I don't disagree with your points about the above two issues - I've seen it in action last year when I was off wiki for 10 days due to eye surgery!!! LOL! However, this is an issue more for WP:MOS in general. For example, there is also the problem of people CHANGING facts or adding dependent clauses to articles within a sentence that totally contradict the citation! I run into this problem routinely. Too bad we simply cannot lock a cite to its content, but babysitting articles is probably inevitable. Having myself done significant editing on GA and FA class articles with over a hundred cites (see, e.g. Thoroughbred, Horses in warfare and Arabian horse among them), you can see where there gets to be a point of diminishing returns. I'd be kind of curious what kind of consensus would come out if you took this over to the talk page of WP:V, WP:CITE or WP:MOS. But in the meantime, Sandy and Ealdgyth have more FAs each than I do and they review FA nominees all the time, so I'll step out now and let them discuss more if they want to. Or not... anyway, good conversation and worthwhile discussion. Montanabw(talk) 01:14, 20 October 2008 (UTC)[reply]

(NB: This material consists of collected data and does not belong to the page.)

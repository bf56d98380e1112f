//! The five factor calculators. Each is a pure function from an event (and,
//! for the batch-aware factors, the surrounding batch) to a [`ScoreFactor`]
//! with a 0-100 sub-score and its rationale. They share no state and may run
//! in any order.
//!
//! [`ScoreFactor`]: crate::risk::ScoreFactor

pub mod blast_radius;
pub mod criticality;
pub mod event_kind;
pub mod frequency;
pub mod timing;
//! A static, versioned description of how scoring works: factor weights and
//! buckets, event-type base scores, environment multipliers, and level
//! thresholds. This is pure data for operator-facing documentation. It is
//! built from the same constants and lookup tables the scorer uses, and the
//! tests below pin the hand-listed buckets to the scoring functions so the
//! two cannot drift apart.

use crate::core::{Environment, EventKind};
use crate::risk::{
    factors, scorer, BLAST_RADIUS_WEIGHT, CRITICALITY_WEIGHT, CRITICAL_THRESHOLD,
    EVENT_KIND_WEIGHT, FREQUENCY_WEIGHT, HIGH_THRESHOLD, MEDIUM_THRESHOLD, TIMING_WEIGHT,
};
use serde::Serialize;

pub const METHODOLOGY_VERSION: &str = "1.2.0";

#[derive(Clone, Debug, Serialize)]
pub struct Methodology {
    pub version: String,
    pub factors: Vec<FactorMethodology>,
    pub event_type_scores: Vec<EventTypeScore>,
    pub environment_multipliers: Vec<EnvironmentMultiplier>,
    pub level_thresholds: Vec<LevelThreshold>,
}

#[derive(Clone, Debug, Serialize)]
pub struct FactorMethodology {
    pub name: String,
    pub weight: f64,
    pub buckets: Vec<ScoreBucket>,
}

#[derive(Clone, Debug, Serialize)]
pub struct ScoreBucket {
    pub label: String,
    pub score: f64,
}

#[derive(Clone, Debug, Serialize)]
pub struct EventTypeScore {
    pub event_type: String,
    pub score: f64,
}

#[derive(Clone, Debug, Serialize)]
pub struct EnvironmentMultiplier {
    pub environment: String,
    pub multiplier: f64,
}

#[derive(Clone, Debug, Serialize)]
pub struct LevelThreshold {
    pub level: String,
    pub minimum_score: u32,
}

pub fn methodology() -> Methodology {
    Methodology {
        version: METHODOLOGY_VERSION.to_string(),
        factors: vec![
            FactorMethodology {
                name: factors::timing::NAME.to_string(),
                weight: TIMING_WEIGHT,
                buckets: vec![
                    bucket("within 5 minutes before the incident", 100.0),
                    bucket("within 15 minutes", 85.0),
                    bucket("within 30 minutes", 70.0),
                    bucket("within 1 hour", 50.0),
                    bucket("within 2 hours", 30.0),
                    bucket("more than 2 hours before", 10.0),
                    bucket("after the incident", 0.0),
                ],
            },
            FactorMethodology {
                name: factors::event_kind::NAME.to_string(),
                weight: EVENT_KIND_WEIGHT,
                // Scores by type, not by bucket; see event_type_scores.
                buckets: vec![],
            },
            FactorMethodology {
                name: factors::criticality::NAME.to_string(),
                weight: CRITICALITY_WEIGHT,
                buckets: vec![
                    bucket("same service as the incident", 90.0),
                    bucket("payment or billing service", 90.0),
                    bucket("auth or login service", 85.0),
                    bucket("database service", 85.0),
                    bucket("api or gateway service", 80.0),
                    bucket("web or frontend service", 60.0),
                    bucket("unrecognized service", 50.0),
                ],
            },
            FactorMethodology {
                name: factors::frequency::NAME.to_string(),
                weight: FREQUENCY_WEIGHT,
                buckets: vec![
                    bucket("0-1 changes in 24h (unusual activity)", 30.0),
                    bucket("2-3 changes in 24h (normal)", 20.0),
                    bucket("4-6 changes in 24h (high)", 40.0),
                    bucket("7+ changes in 24h (very high)", 70.0),
                ],
            },
            FactorMethodology {
                name: factors::blast_radius::NAME.to_string(),
                weight: BLAST_RADIUS_WEIGHT,
                buckets: vec![
                    bucket("1 affected service", 20.0),
                    bucket("2-3 affected services", 50.0),
                    bucket("4+ affected services", 80.0),
                    bucket("bonus: affects all users", 20.0),
                    bucket("bonus: breaking change", 25.0),
                    bucket("bonus: database migration", 15.0),
                ],
            },
        ],
        event_type_scores: EventKind::ALL
            .iter()
            .map(|kind| EventTypeScore {
                event_type: kind.as_str().to_string(),
                score: factors::event_kind::base_score(*kind),
            })
            .collect(),
        environment_multipliers: Environment::ALL
            .iter()
            .map(|environment| EnvironmentMultiplier {
                environment: environment.as_str().to_string(),
                multiplier: scorer::environment_multiplier(*environment),
            })
            .collect(),
        level_thresholds: vec![
            LevelThreshold {
                level: "critical".to_string(),
                minimum_score: CRITICAL_THRESHOLD,
            },
            LevelThreshold {
                level: "high".to_string(),
                minimum_score: HIGH_THRESHOLD,
            },
            LevelThreshold {
                level: "medium".to_string(),
                minimum_score: MEDIUM_THRESHOLD,
            },
            LevelThreshold {
                level: "low".to_string(),
                minimum_score: 0,
            },
        ],
    }
}

fn bucket(label: &str, score: f64) -> ScoreBucket {
    ScoreBucket {
        label: label.to_string(),
        score,
    }
}
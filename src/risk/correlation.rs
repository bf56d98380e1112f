use crate::core::{ChangeEvent, EventKind, IncidentContext};
use crate::risk::{Correlation, CorrelationPattern};
use log::debug;
use std::collections::BTreeSet;

const DEPLOYMENT_CHAIN_INCREASE_PER_EVENT: f64 = 10.0;
const MIGRATION_WITH_DEPLOYMENT_INCREASE: f64 = 25.0;
const FAN_OUT_INCREASE_PER_SERVICE: f64 = 5.0;
const FAN_OUT_MIN_SERVICES: usize = 3;

/// Scan a batch for patterns that compound risk beyond what any individual
/// score captures. The three checks are independent; all of them may fire
/// for the same batch, and overlapping event sets are not deduplicated.
pub fn find_event_correlations(
    events: &[ChangeEvent],
    _context: &IncidentContext,
) -> Vec<Correlation> {
    let mut correlations = Vec::new();

    let deployments: Vec<&ChangeEvent> = events
        .iter()
        .filter(|e| e.event_kind() == EventKind::Deployment)
        .collect();
    let migration_count = events
        .iter()
        .filter(|e| e.event_kind() == EventKind::Migration)
        .count();

    if deployments.len() >= 2 {
        correlations.push(Correlation {
            pattern: CorrelationPattern::DeploymentChain,
            event_ids: deployments.iter().map(|e| e.id.clone()).collect(),
            description: format!(
                "{} deployments in the analysis window form a deployment chain; a fault in any \
                 of them can surface as a single incident",
                deployments.len()
            ),
            risk_increase: DEPLOYMENT_CHAIN_INCREASE_PER_EVENT * deployments.len() as f64,
        });
    }

    if migration_count >= 1 && !deployments.is_empty() {
        let involved: Vec<String> = events
            .iter()
            .filter(|e| {
                matches!(
                    e.event_kind(),
                    EventKind::Migration | EventKind::Deployment
                )
            })
            .map(|e| e.id.clone())
            .collect();
        correlations.push(Correlation {
            pattern: CorrelationPattern::MigrationWithDeployment,
            event_ids: involved,
            description: "A database migration landed alongside a deployment; schema and code \
                          changes can fail in combination even when each is sound alone"
                .to_string(),
            risk_increase: MIGRATION_WITH_DEPLOYMENT_INCREASE,
        });
    }

    let distinct_services: BTreeSet<&str> = events.iter().map(|e| e.service.as_str()).collect();
    if distinct_services.len() >= FAN_OUT_MIN_SERVICES {
        correlations.push(Correlation {
            pattern: CorrelationPattern::CrossServiceFanOut,
            event_ids: events.iter().map(|e| e.id.clone()).collect(),
            description: format!(
                "Changes fanned out across {} services in the same window, widening the \
                 potential impact scope",
                distinct_services.len()
            ),
            risk_increase: FAN_OUT_INCREASE_PER_SERVICE * distinct_services.len() as f64,
        });
    }

    debug!(
        "found {} correlation(s) across {} event(s)",
        correlations.len(),
        events.len()
    );

    correlations
}
use crate::core::{ChangeEvent, IncidentContext};
use crate::risk::{ScoreFactor, TIMING_WEIGHT};
use chrono::{DateTime, Utc};

pub const NAME: &str = "Timing Proximity";

/// Score how close the change landed to the incident. Changes after the
/// incident score zero; otherwise closer is higher.
pub fn assess(event: &ChangeEvent, context: &IncidentContext) -> ScoreFactor {
    let minutes = minutes_before_incident(event.occurred_at, context.incident_at);
    let (score, label) = bucket(minutes);

    let (description, evidence) = if minutes < 0.0 {
        (
            "Change occurred after the incident".to_string(),
            vec![format!(
                "Occurred after incident: change landed {} after the incident began",
                format_elapsed(-minutes)
            )],
        )
    } else {
        (
            format!(
                "Change occurred {} before the incident",
                format_elapsed(minutes)
            ),
            vec![format!(
                "{label}: {} between change and incident",
                format_elapsed(minutes)
            )],
        )
    };

    ScoreFactor {
        name: NAME.to_string(),
        score,
        weight: TIMING_WEIGHT,
        description,
        evidence,
    }
}

fn minutes_before_incident(occurred_at: DateTime<Utc>, incident_at: DateTime<Utc>) -> f64 {
    (incident_at - occurred_at).num_seconds() as f64 / 60.0
}

/// Fixed proximity buckets. Negative means the change postdates the incident
/// and cannot have caused it.
pub(crate) fn bucket(minutes: f64) -> (f64, &'static str) {
    match minutes {
        m if m < 0.0 => (0.0, "Occurred after incident"),
        m if m <= 5.0 => (100.0, "Extremely close timing"),
        m if m <= 15.0 => (85.0, "Very close timing"),
        m if m <= 30.0 => (70.0, "Close timing"),
        m if m <= 60.0 => (50.0, "Moderate timing proximity"),
        m if m <= 120.0 => (30.0, "Within the incident window"),
        _ => (10.0, "Distant timing"),
    }
}

fn format_elapsed(minutes: f64) -> String {
    if minutes > 120.0 {
        format!("{:.1} hours", minutes / 60.0)
    } else {
        format!("{} minutes", minutes.round() as i64)
    }
}
use chrono::{DateTime, Utc};
use serde::{Deserialize, Serialize};
use serde_json::{Map, Value};
use std::fmt;
use std::str::FromStr;
use thiserror::Error;

/// A recorded modification to a service/environment: a deployment, migration,
/// config edit, and so on. Produced by external ingestion and read-only here.
#[derive(Clone, Debug, PartialEq, Serialize, Deserialize)]
pub struct ChangeEvent {
    pub id: String,
    pub occurred_at: DateTime<Utc>,
    pub service: String,
    pub environment: String,
    #[serde(rename = "type")]
    pub kind: String,
    #[serde(default)]
    pub source: String,
    #[serde(default)]
    pub summary: String,
    /// Open metadata map carried from the ingestion side. Recognized signals
    /// include `breaking_change`, `affects_all_users`, `database_migration`,
    /// `rollback_available`, and `author`.
    #[serde(default)]
    pub meta: Map<String, Value>,
}

impl ChangeEvent {
    pub fn event_kind(&self) -> EventKind {
        EventKind::classify(&self.kind)
    }

    pub fn env(&self) -> Environment {
        Environment::classify(&self.environment)
    }

    /// Whether a metadata flag is set, using the truthiness rules of the
    /// JSON-producing ingestion side.
    pub fn meta_flag(&self, key: &str) -> bool {
        self.meta.get(key).is_some_and(is_truthy)
    }

    pub fn meta_str(&self, key: &str) -> Option<&str> {
        self.meta.get(key).and_then(Value::as_str)
    }
}

/// The incident being analyzed: when it started, and whatever else the
/// operator knows about it. Only `incident_at` is required.
#[derive(Clone, Debug, PartialEq, Serialize, Deserialize)]
pub struct IncidentContext {
    pub incident_at: DateTime<Utc>,
    #[serde(default)]
    pub service: Option<String>,
    #[serde(default)]
    pub environment: Option<String>,
    #[serde(default)]
    pub severity: Option<Severity>,
    #[serde(default)]
    pub description: Option<String>,
}

impl IncidentContext {
    pub fn new(incident_at: DateTime<Utc>) -> Self {
        Self {
            incident_at,
            service: None,
            environment: None,
            severity: None,
            description: None,
        }
    }

    pub fn with_service(mut self, service: impl Into<String>) -> Self {
        self.service = Some(service.into());
        self
    }

    pub fn with_environment(mut self, environment: impl Into<String>) -> Self {
        self.environment = Some(environment.into());
        self
    }

    pub fn with_severity(mut self, severity: Severity) -> Self {
        self.severity = Some(severity);
        self
    }

    pub fn with_description(mut self, description: impl Into<String>) -> Self {
        self.description = Some(description.into());
        self
    }
}

/// Operator-reported incident severity. Not an input to scoring; carried for
/// reporting context.
#[derive(Clone, Copy, Debug, Serialize, Deserialize, PartialEq, Eq, Hash)]
#[serde(rename_all = "lowercase")]
pub enum Severity {
    Critical,
    High,
    Medium,
    Low,
}

#[derive(Debug, Clone, Error, PartialEq, Eq)]
#[error("unknown severity '{0}', expected critical, high, medium, or low")]
pub struct ParseSeverityError(pub String);

impl FromStr for Severity {
    type Err = ParseSeverityError;

    fn from_str(s: &str) -> Result<Self, Self::Err> {
        match s.to_lowercase().as_str() {
            "critical" => Ok(Severity::Critical),
            "high" => Ok(Severity::High),
            "medium" => Ok(Severity::Medium),
            "low" => Ok(Severity::Low),
            other => Err(ParseSeverityError(other.to_string())),
        }
    }
}

impl fmt::Display for Severity {
    fn fmt(&self, f: &mut fmt::Formatter<'_>) -> fmt::Result {
        let s = match self {
            Severity::Critical => "critical",
            Severity::High => "high",
            Severity::Medium => "medium",
            Severity::Low => "low",
        };
        write!(f, "{s}")
    }
}

/// Change-event categories the scoring tables know about. Anything the
/// ingestion side sends that is not listed here classifies as `Unknown`
/// rather than failing.
#[derive(Clone, Copy, Debug, Serialize, Deserialize, PartialEq, Eq, Hash)]
#[serde(rename_all = "kebab-case")]
pub enum EventKind {
    Deployment,
    Migration,
    Hotfix,
    Infrastructure,
    ConfigChange,
    FeatureFlag,
    Scaling,
    Rollback,
    Maintenance,
    Unknown,
}

impl EventKind {
    pub const ALL: [EventKind; 10] = [
        EventKind::Deployment,
        EventKind::Migration,
        EventKind::Hotfix,
        EventKind::Infrastructure,
        EventKind::ConfigChange,
        EventKind::FeatureFlag,
        EventKind::Scaling,
        EventKind::Rollback,
        EventKind::Maintenance,
        EventKind::Unknown,
    ];

    pub fn classify(raw: &str) -> Self {
        match raw.to_lowercase().as_str() {
            "deployment" => EventKind::Deployment,
            "migration" => EventKind::Migration,
            "hotfix" => EventKind::Hotfix,
            "infrastructure" => EventKind::Infrastructure,
            "config-change" => EventKind::ConfigChange,
            "feature-flag" => EventKind::FeatureFlag,
            "scaling" => EventKind::Scaling,
            "rollback" => EventKind::Rollback,
            "maintenance" => EventKind::Maintenance,
            _ => EventKind::Unknown,
        }
    }

    pub fn as_str(&self) -> &'static str {
        match self {
            EventKind::Deployment => "deployment",
            EventKind::Migration => "migration",
            EventKind::Hotfix => "hotfix",
            EventKind::Infrastructure => "infrastructure",
            EventKind::ConfigChange => "config-change",
            EventKind::FeatureFlag => "feature-flag",
            EventKind::Scaling => "scaling",
            EventKind::Rollback => "rollback",
            EventKind::Maintenance => "maintenance",
            EventKind::Unknown => "unknown",
        }
    }
}

/// Deployment environments with distinct risk profiles. Unrecognized names
/// classify as `Other`.
#[derive(Clone, Copy, Debug, Serialize, Deserialize, PartialEq, Eq, Hash)]
#[serde(rename_all = "lowercase")]
pub enum Environment {
    Production,
    Staging,
    Development,
    Test,
    Other,
}

impl Environment {
    pub const ALL: [Environment; 5] = [
        Environment::Production,
        Environment::Staging,
        Environment::Development,
        Environment::Test,
        Environment::Other,
    ];

    pub fn classify(raw: &str) -> Self {
        match raw.to_lowercase().as_str() {
            "prod" | "production" => Environment::Production,
            "staging" => Environment::Staging,
            "dev" | "development" => Environment::Development,
            "test" => Environment::Test,
            _ => Environment::Other,
        }
    }

    pub fn as_str(&self) -> &'static str {
        match self {
            Environment::Production => "production",
            Environment::Staging => "staging",
            Environment::Development => "development",
            Environment::Test => "test",
            Environment::Other => "other",
        }
    }
}

/// Truthiness of a metadata value, matching the semantics of the JavaScript
/// ingestion pipeline: null, false, 0, NaN, and "" are falsy; arrays and
/// objects are truthy even when empty.
pub fn is_truthy(value: &Value) -> bool {
    match value {
        Value::Null => false,
        Value::Bool(b) => *b,
        Value::Number(n) => n.as_f64().is_some_and(|f| f != 0.0 && !f.is_nan()),
        Value::String(s) => !s.is_empty(),
        Value::Array(_) | Value::Object(_) => true,
    }
}
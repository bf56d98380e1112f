use anyhow::Result;
use causemap::cli::{Cli, Commands, OutputFormat};
use causemap::io::input;
use causemap::io::output::create_writer;
use causemap::{methodology, score_event_batch, IncidentContext, Severity};
use clap::Parser;
use std::path::PathBuf;

fn main() -> Result<()> {
    env_logger::init();
    let cli = Cli::parse();

    match cli.command {
        Commands::Analyze {
            events,
            incident_at,
            service,
            environment,
            severity,
            description,
            window_hours,
            format,
            output,
        } => analyze(
            events,
            &incident_at,
            service,
            environment,
            severity,
            description,
            window_hours,
            format,
            output,
        ),
        Commands::Methodology { format, output } => {
            let mut writer = create_writer(format, output)?;
            writer.write_methodology(&methodology())
        }
    }
}

#[allow(clippy::too_many_arguments)]
fn analyze(
    events_path: PathBuf,
    incident_at: &str,
    service: Option<String>,
    environment: Option<String>,
    severity: Option<String>,
    description: Option<String>,
    window_hours: i64,
    format: OutputFormat,
    output: Option<PathBuf>,
) -> Result<()> {
    let incident_at = input::parse_incident_at(incident_at)?;

    let mut context = IncidentContext::new(incident_at);
    context.service = service;
    context.environment = environment;
    context.severity = severity.as_deref().map(str::parse::<Severity>).transpose()?;
    context.description = description;

    let events = input::read_events(&events_path)?;
    let events = input::filter_to_window(events, incident_at, window_hours);

    let assessment = score_event_batch(&events, &context);

    let mut writer = create_writer(format, output)?;
    writer.write_assessment(&assessment)
}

Thanks. Good Discussion[edit]

Thanks for a good discussion. I may develop these ideas a little further and take the discussion to WP:MOS later on. I admit I am a stickler for citations. The first thing I do when I go to an article in wikipedia for my own research is check the bottom of the page and see how many cites there are. If I don't see any citations, I assume the article is no good and I go somewhere else for my information. I too get tired of "babysitting" articles I have contributed to ensure their integrity. It seems like there should be way to to automate the process of requiring citations for additions to mature articles and I think as wikipedia goes forward, these issues will start to take on more importance.

Best Regards,


Reservoirhill (talk) 03:56, 20 October 2008 (UTC)[reply]

Yes, I have to admit that a lifetime commitment to wikipedia is probably not feasible for anyone! LOL! Yet, there has to be a balance between eternal babysitting and citation erosion that preserves the unique dynamism of wikipedia, which is its greatest strength but also its greatest weakness. I don't know what to do, other than to encourage new people to become committed editors. Luckily, I think I corrupted a couple of people that way! Montanabw(talk) 05:37, 20 October 2008 (UTC)[reply]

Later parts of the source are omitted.